Riley Bladepaw said:


> Why Phi though? Something like Omega is clearly more circular, and more fitting to make that part of the paw. I've never seen any animal with a weird line jutting out of the back of its paw. It looks like a lollipop.


 

Because the Greek letter Phi is translated to English as the letter "F". And "F" stands for furry. What would the "o" for omega stand for? Ostracize?


----------



## Don (May 20, 2010)

Steel the Wolf said:


> Because the Greek letter Phi is translated to English as the letter "F". And "F" stands for furry. What would the "o" for omega stand for? Ostracize?



Perhaps orgy? I'm sure the foxes would be 'behind' that 100%.


----------



## Steel the Wolf (May 20, 2010)

Don_Wolf said:


> Perhaps orgy? I'm sure the foxes would be 'behind' that 100%.


 
Oh God....

I'll be hideing in Greenland if you need me.


----------



## fuzthefurfox (May 20, 2010)

Don_Wolf said:


> Perhaps orgy? I'm sure the foxes would be 'behind' that 100%.


-.-


----------



## Riley (May 20, 2010)

Steel the Wolf said:


> Because the Greek letter Phi is translated to English as the letter "F". And "F" stands for furry. What would the "o" for omega stand for? Ostracize?
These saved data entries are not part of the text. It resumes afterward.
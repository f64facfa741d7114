//! # minicc
//!
//! The front end of a small C compiler: a hand-written tokenizer, a
//! grammar-driven backtracking parser, and a lowering pass from parse trees
//! to abstract syntax trees.
//!
//! The pieces compose as a pipeline:
//!
//! 1. [`lexer::tokenize`] turns source text into positioned [`token::Token`]s
//! 2. [`engine::parse`] derives a [`tree::ParseNode`] under a
//!    [`grammar::Grammar`], or reports the furthest point of failure
//! 3. [`tree::prune`] drops epsilon placeholders
//! 4. a [`lower::LoweringTable`] maps the pruned tree to an [`ast::AstNode`]
//!
//! The grammar and engine are generic over any context-free grammar built
//! with [`grammar::GrammarBuilder`]; [`c_grammar`] supplies the built-in C
//! subset and the one-call [`c_grammar::compile`] pipeline.

pub mod ast;
pub mod c_grammar;
pub mod engine;
pub mod grammar;
pub mod lexer;
pub mod lower;
pub mod token;
pub mod tree;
I know it's F, but it doesn't really make a proper paw shape.  I'm an artist; it annoys me.


----------



## Steel the Wolf (May 20, 2010)

Riley Bladepaw said:


> I know it's F, but it doesn't really make a proper paw shape. I'm an artist; it annoys me.


 
Meh, function before form.


----------



## Karimah (May 20, 2010)

Phipaw, definitely. It's more unique looking. Paw prints can pertain to anything and don't really invoke much thought. If I had a paw print on the back of my shirt no one would think anything except maybe, "Guess she likes animals."

However, something as distinguishable as the phipaw would get a better response like, "Fucking furfag." or "WTF is that? If I care later I'll google it."


----------



## mystery_penguin (May 20, 2010)

Don_Wolf said:


> Perhaps orgy? I'm sure the foxes would be 'behind' that 100%.


Best post in the thread, that pun was undeniably awesome.


----------



## Wyldfyre (May 20, 2010)

I prefer the PhiPaw. It has more of a connection to the fandom rather than just animals.


----------



## Gavrill (May 20, 2010)

I prefer paw prints. Phipaw makes it seem like we're actually organized or something.


----------



## Captain Howdy (May 20, 2010)

A paw print. The less noticeable, the better.


----------



## Mentova (May 20, 2010)

You forgot the "We don't need a symbol because it's a stupid idea" option.


----------



## Kiva (May 20, 2010)

But the phi-paw is so shiny. Â°^Â°


----------



## Tabasco (May 20, 2010)

I vote the fandom not have a symbol.


----------



## Ames (May 20, 2010)

Riley Bladepaw said:


> Why Phi though?  Something like Omega is clearly more circular, and more fitting to make that part of the paw.  I've never seen any animal with a weird line jutting out of the back of its paw.  It looks like a lollipop.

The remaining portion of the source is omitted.